[Try it]
The following data has a line with "filename src/list.rs" and a line with "live or retired.". Write out exactly those lines and all the lines between them.

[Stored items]
-- Opening Marker --
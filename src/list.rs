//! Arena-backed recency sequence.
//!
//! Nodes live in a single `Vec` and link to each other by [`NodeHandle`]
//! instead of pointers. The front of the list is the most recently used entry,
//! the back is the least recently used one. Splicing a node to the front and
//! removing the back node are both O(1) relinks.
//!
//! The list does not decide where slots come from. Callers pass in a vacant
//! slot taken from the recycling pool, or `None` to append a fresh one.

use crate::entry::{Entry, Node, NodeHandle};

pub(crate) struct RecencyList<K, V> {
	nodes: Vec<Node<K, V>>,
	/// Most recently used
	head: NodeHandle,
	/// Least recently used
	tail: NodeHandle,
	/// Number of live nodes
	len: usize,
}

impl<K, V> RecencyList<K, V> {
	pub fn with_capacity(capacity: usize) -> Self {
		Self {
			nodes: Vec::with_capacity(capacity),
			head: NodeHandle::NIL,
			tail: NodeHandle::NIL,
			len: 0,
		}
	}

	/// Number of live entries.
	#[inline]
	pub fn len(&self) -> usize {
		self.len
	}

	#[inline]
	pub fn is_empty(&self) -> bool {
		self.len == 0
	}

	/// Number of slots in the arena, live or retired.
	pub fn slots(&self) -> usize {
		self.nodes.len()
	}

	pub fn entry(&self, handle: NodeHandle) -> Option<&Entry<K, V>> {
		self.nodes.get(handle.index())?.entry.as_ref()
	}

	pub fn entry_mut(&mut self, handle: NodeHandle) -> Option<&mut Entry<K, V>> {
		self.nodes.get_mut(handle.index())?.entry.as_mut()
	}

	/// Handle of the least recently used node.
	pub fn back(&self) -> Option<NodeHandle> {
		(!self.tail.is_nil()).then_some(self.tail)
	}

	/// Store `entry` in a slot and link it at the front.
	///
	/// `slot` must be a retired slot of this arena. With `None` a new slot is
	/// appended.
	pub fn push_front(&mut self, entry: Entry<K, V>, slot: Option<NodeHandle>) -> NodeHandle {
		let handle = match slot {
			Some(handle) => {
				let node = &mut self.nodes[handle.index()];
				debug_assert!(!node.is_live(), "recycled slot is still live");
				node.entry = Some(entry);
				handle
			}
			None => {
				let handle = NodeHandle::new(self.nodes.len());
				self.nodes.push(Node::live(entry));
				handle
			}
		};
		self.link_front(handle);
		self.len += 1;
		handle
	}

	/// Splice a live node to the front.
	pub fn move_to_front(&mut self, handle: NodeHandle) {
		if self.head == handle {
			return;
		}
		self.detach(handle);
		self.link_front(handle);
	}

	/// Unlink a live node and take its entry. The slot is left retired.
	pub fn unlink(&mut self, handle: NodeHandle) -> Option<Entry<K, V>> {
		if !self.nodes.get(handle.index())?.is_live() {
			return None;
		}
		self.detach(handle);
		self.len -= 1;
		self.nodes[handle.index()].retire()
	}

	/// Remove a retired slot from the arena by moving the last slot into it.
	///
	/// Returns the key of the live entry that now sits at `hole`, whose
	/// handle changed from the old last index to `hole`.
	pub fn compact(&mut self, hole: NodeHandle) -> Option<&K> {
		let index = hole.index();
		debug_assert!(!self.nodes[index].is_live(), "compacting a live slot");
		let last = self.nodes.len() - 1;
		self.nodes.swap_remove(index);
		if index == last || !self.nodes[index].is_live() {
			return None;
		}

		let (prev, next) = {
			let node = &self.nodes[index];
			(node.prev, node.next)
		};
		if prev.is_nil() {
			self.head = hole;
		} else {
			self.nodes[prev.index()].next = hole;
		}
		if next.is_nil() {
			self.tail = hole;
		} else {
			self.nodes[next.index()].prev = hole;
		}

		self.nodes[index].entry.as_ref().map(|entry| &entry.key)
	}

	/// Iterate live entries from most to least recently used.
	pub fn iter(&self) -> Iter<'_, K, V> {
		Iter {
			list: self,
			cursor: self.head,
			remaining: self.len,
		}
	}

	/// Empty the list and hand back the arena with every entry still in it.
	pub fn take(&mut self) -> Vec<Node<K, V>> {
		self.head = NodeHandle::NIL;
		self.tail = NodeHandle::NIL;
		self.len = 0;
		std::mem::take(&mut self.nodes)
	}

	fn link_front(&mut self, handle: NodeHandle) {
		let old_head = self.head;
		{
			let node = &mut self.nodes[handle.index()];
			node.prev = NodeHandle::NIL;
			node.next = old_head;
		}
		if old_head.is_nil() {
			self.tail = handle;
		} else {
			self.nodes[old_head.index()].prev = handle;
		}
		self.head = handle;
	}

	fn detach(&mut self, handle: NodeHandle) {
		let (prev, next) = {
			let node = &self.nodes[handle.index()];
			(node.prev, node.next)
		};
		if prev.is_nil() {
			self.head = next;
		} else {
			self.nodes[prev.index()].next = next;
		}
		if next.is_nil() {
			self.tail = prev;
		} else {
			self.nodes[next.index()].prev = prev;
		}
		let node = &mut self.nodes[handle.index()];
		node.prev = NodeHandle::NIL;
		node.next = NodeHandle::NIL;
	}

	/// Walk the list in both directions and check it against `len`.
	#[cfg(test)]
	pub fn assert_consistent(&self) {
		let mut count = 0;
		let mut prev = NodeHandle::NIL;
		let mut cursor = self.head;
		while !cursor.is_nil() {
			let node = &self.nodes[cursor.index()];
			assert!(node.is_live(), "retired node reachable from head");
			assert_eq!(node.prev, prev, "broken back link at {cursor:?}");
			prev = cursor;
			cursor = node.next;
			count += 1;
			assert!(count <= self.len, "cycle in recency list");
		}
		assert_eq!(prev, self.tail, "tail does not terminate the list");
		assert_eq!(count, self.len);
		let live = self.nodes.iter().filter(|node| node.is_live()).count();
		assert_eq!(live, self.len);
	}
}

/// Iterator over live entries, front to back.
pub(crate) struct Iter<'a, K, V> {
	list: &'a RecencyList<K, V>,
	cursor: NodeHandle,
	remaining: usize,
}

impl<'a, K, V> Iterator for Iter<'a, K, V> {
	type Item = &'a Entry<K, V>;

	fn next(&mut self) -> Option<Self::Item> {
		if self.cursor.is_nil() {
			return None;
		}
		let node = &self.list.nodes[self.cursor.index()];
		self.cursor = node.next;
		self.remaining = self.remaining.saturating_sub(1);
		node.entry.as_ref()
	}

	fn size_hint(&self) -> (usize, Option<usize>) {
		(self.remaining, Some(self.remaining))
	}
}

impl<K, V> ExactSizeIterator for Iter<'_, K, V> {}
-- Closing Marker --
-- Opening Marker --
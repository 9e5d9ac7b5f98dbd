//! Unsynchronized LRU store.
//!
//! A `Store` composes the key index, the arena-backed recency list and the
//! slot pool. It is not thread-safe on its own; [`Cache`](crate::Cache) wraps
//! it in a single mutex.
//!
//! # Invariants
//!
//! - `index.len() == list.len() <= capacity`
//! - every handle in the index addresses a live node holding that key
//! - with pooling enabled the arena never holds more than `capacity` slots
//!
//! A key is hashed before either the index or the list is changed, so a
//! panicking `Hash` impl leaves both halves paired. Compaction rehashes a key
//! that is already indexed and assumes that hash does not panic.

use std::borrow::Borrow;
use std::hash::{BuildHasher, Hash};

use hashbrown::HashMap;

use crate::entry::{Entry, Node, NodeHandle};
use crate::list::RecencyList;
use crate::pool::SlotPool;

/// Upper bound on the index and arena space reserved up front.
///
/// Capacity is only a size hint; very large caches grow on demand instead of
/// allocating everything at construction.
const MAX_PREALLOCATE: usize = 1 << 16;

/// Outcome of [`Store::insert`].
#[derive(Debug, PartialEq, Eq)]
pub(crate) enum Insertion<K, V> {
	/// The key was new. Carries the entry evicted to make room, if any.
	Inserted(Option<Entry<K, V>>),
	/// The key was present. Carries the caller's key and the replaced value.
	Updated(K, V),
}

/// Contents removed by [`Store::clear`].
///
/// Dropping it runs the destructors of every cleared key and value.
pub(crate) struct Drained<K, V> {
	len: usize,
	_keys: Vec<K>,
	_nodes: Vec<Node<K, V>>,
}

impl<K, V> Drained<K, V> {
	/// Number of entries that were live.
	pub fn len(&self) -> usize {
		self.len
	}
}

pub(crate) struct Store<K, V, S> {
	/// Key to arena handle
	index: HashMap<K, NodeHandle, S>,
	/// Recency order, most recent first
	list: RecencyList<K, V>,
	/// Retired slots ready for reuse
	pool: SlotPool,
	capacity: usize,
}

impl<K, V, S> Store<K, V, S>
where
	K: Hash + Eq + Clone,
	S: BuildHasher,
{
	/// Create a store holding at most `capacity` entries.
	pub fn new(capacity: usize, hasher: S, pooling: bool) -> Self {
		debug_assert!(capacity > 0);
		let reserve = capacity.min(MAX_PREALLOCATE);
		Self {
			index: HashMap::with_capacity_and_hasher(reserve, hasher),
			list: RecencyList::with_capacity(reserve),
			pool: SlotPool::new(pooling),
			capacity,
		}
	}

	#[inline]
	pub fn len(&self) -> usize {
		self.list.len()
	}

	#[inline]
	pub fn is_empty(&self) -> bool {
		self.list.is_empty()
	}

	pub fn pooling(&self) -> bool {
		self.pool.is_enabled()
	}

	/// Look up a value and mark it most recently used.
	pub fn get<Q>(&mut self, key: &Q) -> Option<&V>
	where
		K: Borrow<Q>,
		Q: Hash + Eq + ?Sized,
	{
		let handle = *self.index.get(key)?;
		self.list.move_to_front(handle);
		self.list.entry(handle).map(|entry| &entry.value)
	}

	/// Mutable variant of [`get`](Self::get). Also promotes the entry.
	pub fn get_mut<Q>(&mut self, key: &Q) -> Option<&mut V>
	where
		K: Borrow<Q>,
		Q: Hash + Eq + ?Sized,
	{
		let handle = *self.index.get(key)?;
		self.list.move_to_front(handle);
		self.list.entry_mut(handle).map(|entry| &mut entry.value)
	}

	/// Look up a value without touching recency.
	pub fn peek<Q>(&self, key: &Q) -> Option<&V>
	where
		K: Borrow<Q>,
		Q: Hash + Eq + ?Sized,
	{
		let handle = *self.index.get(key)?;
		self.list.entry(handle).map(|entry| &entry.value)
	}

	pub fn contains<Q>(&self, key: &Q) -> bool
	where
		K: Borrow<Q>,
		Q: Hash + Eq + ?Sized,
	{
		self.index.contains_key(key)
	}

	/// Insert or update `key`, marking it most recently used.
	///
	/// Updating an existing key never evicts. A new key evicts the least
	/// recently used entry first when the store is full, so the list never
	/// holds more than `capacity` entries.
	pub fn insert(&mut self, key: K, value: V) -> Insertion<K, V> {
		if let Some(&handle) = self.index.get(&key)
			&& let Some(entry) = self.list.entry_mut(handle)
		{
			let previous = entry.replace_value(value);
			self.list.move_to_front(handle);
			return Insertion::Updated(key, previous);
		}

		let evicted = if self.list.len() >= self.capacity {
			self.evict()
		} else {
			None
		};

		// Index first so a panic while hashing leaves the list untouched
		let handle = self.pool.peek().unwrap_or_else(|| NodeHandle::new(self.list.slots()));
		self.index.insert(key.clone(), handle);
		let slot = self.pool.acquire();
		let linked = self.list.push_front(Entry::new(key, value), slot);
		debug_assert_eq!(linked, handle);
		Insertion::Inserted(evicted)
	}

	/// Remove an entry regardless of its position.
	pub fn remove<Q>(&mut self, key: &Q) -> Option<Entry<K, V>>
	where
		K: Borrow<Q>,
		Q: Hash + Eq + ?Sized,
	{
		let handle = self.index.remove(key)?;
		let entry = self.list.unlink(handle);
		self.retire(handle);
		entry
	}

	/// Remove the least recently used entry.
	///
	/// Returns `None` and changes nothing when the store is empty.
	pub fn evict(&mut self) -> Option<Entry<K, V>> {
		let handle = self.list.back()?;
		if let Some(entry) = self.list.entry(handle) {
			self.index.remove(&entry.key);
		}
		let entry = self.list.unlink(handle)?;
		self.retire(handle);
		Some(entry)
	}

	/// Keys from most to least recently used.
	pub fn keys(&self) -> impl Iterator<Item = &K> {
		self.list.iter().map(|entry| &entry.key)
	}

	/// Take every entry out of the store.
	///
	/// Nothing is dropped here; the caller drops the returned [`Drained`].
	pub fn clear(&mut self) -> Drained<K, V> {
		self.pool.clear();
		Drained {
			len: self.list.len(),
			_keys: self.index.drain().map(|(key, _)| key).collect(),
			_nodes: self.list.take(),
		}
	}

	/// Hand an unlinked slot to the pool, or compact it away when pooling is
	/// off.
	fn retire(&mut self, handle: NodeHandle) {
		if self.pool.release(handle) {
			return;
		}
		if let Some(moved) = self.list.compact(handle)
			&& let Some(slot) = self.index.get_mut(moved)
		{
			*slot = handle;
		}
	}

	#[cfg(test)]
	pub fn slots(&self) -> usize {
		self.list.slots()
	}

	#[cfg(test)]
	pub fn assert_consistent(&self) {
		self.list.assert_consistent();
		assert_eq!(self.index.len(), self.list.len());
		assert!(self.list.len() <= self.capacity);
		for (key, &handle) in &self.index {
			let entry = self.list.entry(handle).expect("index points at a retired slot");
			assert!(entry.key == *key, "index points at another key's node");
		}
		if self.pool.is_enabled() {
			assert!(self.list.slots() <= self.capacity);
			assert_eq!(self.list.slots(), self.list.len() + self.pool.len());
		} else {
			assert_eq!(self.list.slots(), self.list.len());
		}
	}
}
-- Closing Marker --
-- Opening Marker --
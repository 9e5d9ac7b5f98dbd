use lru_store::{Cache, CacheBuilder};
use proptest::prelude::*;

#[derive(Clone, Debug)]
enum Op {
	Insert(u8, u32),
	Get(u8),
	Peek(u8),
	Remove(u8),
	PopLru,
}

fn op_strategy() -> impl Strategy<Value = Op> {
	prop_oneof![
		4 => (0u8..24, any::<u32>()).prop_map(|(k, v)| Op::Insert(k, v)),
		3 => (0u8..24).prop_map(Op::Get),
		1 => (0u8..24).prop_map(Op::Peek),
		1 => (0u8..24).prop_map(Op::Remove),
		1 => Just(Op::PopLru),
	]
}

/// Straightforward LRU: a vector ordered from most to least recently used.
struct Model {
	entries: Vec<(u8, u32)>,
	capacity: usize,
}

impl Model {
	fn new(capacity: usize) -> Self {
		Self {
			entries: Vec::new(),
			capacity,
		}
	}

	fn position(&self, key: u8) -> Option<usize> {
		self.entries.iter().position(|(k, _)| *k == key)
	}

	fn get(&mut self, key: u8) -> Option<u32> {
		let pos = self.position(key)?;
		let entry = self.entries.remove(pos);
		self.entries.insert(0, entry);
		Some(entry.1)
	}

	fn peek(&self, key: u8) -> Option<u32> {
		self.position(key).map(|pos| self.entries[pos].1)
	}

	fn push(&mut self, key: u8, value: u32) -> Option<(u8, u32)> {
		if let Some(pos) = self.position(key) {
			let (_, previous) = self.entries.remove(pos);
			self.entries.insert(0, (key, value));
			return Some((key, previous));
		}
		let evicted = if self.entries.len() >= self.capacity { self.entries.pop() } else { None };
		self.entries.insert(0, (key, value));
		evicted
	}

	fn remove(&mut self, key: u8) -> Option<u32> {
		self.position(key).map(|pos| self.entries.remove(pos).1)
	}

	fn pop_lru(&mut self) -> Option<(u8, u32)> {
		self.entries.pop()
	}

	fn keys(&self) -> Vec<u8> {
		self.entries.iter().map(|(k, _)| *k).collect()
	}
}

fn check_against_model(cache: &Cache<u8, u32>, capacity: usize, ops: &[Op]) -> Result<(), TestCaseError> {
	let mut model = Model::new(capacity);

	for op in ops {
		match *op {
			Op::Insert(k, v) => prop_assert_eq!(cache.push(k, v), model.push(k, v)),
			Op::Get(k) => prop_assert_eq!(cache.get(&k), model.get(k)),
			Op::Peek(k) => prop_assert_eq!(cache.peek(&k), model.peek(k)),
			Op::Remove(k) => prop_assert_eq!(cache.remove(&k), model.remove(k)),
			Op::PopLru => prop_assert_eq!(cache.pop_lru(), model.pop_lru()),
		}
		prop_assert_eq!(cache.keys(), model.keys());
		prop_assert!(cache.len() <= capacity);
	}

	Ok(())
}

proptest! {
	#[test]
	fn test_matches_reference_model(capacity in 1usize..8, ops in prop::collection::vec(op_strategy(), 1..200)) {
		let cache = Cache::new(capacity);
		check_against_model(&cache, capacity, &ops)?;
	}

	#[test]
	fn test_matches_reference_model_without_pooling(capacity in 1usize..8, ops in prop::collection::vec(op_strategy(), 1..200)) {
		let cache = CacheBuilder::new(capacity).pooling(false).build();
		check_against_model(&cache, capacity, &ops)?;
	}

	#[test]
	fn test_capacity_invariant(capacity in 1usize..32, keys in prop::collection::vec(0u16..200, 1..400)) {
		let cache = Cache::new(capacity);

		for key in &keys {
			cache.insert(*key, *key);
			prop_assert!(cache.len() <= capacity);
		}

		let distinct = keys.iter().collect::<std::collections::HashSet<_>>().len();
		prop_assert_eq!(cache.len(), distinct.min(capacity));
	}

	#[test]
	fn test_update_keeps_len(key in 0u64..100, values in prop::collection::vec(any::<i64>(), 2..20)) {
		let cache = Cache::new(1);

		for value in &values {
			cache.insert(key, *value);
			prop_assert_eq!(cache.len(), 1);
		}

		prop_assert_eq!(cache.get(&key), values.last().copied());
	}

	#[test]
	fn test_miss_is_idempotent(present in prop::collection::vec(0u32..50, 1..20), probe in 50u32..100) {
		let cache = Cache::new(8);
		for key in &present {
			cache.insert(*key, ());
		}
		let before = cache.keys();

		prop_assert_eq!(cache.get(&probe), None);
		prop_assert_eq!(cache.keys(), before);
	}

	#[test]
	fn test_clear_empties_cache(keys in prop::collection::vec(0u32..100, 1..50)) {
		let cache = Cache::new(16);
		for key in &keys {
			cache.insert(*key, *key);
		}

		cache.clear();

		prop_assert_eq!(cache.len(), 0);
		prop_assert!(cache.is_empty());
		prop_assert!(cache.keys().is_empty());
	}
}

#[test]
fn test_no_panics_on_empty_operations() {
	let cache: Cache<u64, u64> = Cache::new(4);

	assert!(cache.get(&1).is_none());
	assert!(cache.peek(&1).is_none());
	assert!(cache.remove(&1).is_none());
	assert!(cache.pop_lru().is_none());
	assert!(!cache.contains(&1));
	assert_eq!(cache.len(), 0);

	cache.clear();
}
-- Closing Marker --
[Finished task]
filename src/list.rs
//! Arena-backed recency sequence.
//!
//! Nodes live in a single `Vec` and link to each other by [`NodeHandle`]
//! instead of pointers. The front of the list is the most recently used entry,
//! the back is the least recently used one. Splicing a node to the front and
//! removing the back node are both O(1) relinks.
//!
//! The list does not decide where slots come from. Callers pass in a vacant
//! slot taken from the recycling pool, or `None` to append a fresh one.

use crate::entry::{Entry, Node, NodeHandle};

pub(crate) struct RecencyList<K, V> {
	nodes: Vec<Node<K, V>>,
	/// Most recently used
	head: NodeHandle,
	/// Least recently used
	tail: NodeHandle,
	/// Number of live nodes
	len: usize,
}

impl<K, V> RecencyList<K, V> {
	pub fn with_capacity(capacity: usize) -> Self {
		Self {
			nodes: Vec::with_capacity(capacity),
			head: NodeHandle::NIL,
			tail: NodeHandle::NIL,
			len: 0,
		}
	}

	/// Number of live entries.
	#[inline]
	pub fn len(&self) -> usize {
		self.len
	}

	#[inline]
	pub fn is_empty(&self) -> bool {
		self.len == 0
	}

	/// Number of slots in the arena, live or retired.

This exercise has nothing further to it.